The Columbus Dispatch

Senate tries to equalize deduction

- By Jim Siegel jsiegel@dispatch.com @phrontpage

More businesses would qualify for the state’s business income tax deduction under a bill that passed the Senate Wednesday.

Ohio pass-through business owners, including sole proprietor­ships, partnershi­ps and LLCs, where profits are passed to owners as income, do not pay income tax on the first $250,000 of income.

But groups including the National Federation of Independen­t Business/Ohio and the Ohio Society of CPAs say it’s not fair that the Ohio Department of Taxation says businesses contractin­g with profession­al employer organizati­ons for payroll and human resources cannot fully qualify for the deduction.

The Senate looked to fix that, voting 30-2 for Senate Bill 186, which ensures that payments made by a profession­al employer organizati­on on behalf of a company also qualify for the tax break. The bill now goes to the House, which has been holding hearings on a similar bill.

Crystal Faulkner, a Cincinnati-area CPA, said the state was auditing hundreds of small businesses using employer organizati­on services and was sending them bills for past taxes owed. Those audits were suspended in early September, she said, as the legislatur­e debated changes to the law.

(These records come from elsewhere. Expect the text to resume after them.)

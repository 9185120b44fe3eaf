//! OpenAPI documentation configuration.
//!
//! [`ApiDoc`] registers every HTTP endpoint of the inbound layer (session,
//! navigation, dashboards, health) and the session cookie security scheme.
//! Schemas referenced by the endpoints are collected from their annotations.
//!
//! The document is served by Swagger UI in debug builds and printed by the
//! `openapi-dump` binary for external tooling.

use utoipa::openapi::security::{ApiKey, ApiKeyValue, SecurityScheme};
use utoipa::{Modify, OpenApi};

use crate::domain::{AccessDecision, Error, ErrorCode, NavEntry, Role, Session};
use crate::inbound::http::auth::{LoginRequest, RoleSwitchRequest, SignupRequest};
use crate::inbound::http::dashboard::{coordinator, mentee, mentor};
use crate::inbound::http::navigation::NavigationResponse;

/// Role switching endpoint, documented only when it is compiled in.
#[cfg(feature = "dev-role-switch")]
#[derive(OpenApi)]
#[openapi(paths(crate::inbound::http::auth::switch_role))]
struct RoleSwitchDoc;

/// Enrich the generated document with the session cookie security scheme.
struct SecurityAddon;

impl Modify for SecurityAddon {
    fn modify(&self, openapi: &mut utoipa::openapi::OpenApi) {
        #[cfg(feature = "dev-role-switch")]
        openapi.merge(RoleSwitchDoc::openapi());

        let components = openapi
            .components
            .get_or_insert_with(utoipa::openapi::Components::default);

        components.add_security_scheme(
            "SessionCookie",
            SecurityScheme::ApiKey(ApiKey::Cookie(ApiKeyValue::with_description(
                "session",
                "Session cookie issued by POST /api/v1/login or /api/v1/signup.",
            ))),
        );
    }
}

/// OpenAPI document for the REST API.
#[derive(OpenApi)]
#[openapi(
    modifiers(&SecurityAddon),
    info(
        title = "Mentorship dashboard API",
        description = "Role-based sessions, route guard, navigation and dashboard data for mentees, mentors and coordinators."
    ),
    servers(
        (url = "/", description = "Relative to the deployment base URL")
    ),
    security(("SessionCookie" = [])),
    paths(
        crate::inbound::http::auth::signup,
        crate::inbound::http::auth::login,
        crate::inbound::http::auth::logout,
        crate::inbound::http::auth::current_session,
        crate::inbound::http::auth::refresh_role,
        crate::inbound::http::navigation::sidebar,
        crate::inbound::http::navigation::access,
        mentee::overview,
        mentee::my_projects,
        mentee::available_projects,
        mentee::apply,
        mentee::mentors,
        mentee::tests,
        mentee::take_test,
        mentee::submit,
        mentee::feedback,
        mentor::overview,
        mentor::requests,
        mentor::decide_request,
        mentor::tests,
        mentor::create_test,
        mentor::submissions,
        mentor::review_submission,
        mentor::feedback,
        mentor::give_feedback,
        coordinator::overview,
        coordinator::projects,
        coordinator::create_project,
        coordinator::delete_project,
        coordinator::submissions,
        coordinator::feedback,
        coordinator::analytics,
        crate::inbound::http::health::ready,
        crate::inbound::http::health::live,
    ),
    components(schemas(
        Error,
        ErrorCode,
        Session,
        Role,
        NavEntry,
        AccessDecision,
        NavigationResponse,
        LoginRequest,
        SignupRequest,
        RoleSwitchRequest,
    )),
    tags(
        (name = "session", description = "Sign-up, login, logout and the current session"),
        (name = "navigation", description = "Sidebar menus and page access"),
        (name = "mentee", description = "Mentee dashboard pages"),
        (name = "mentor", description = "Mentor dashboard pages"),
        (name = "coordinator", description = "Coordinator dashboard pages"),
        (name = "health", description = "Endpoints for health checks")
    )
)]
pub struct ApiDoc;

Sen. Bob Peterson, R-Sabina, called it a “simple, little tax bill” to alter an interpreta­tion by the Ohio Department of Taxation that created confusion. “It offers a clarificat­ion that is critical for small businesses.”

Multiple Senate Democrats spoke in broad opposition to the business tax deduction, arguing it has not created the jobs that were promised. Sen. Charleta Tavares, D-Columbus, was among them, though she voted for the bill, arguing it makes the tax code fairer by not treating businesses differentl­y.

Zach Schiller, research director for Policy Matters Ohio, a liberal policy group, has argued the bill expands an ineffectiv­e business income tax deduction that, when added to a tax break for business owners earning over $250,000, costs the state $1.1 billion per year in revenue.

The Legislativ­e Service Commission estimates the bill would cost the state up to $2 million per year, plus $10 million for retroactiv­e refunds.

Schiller argues that lawmakers instead should make clear that only profits, not compensati­on, are covered by the deduction.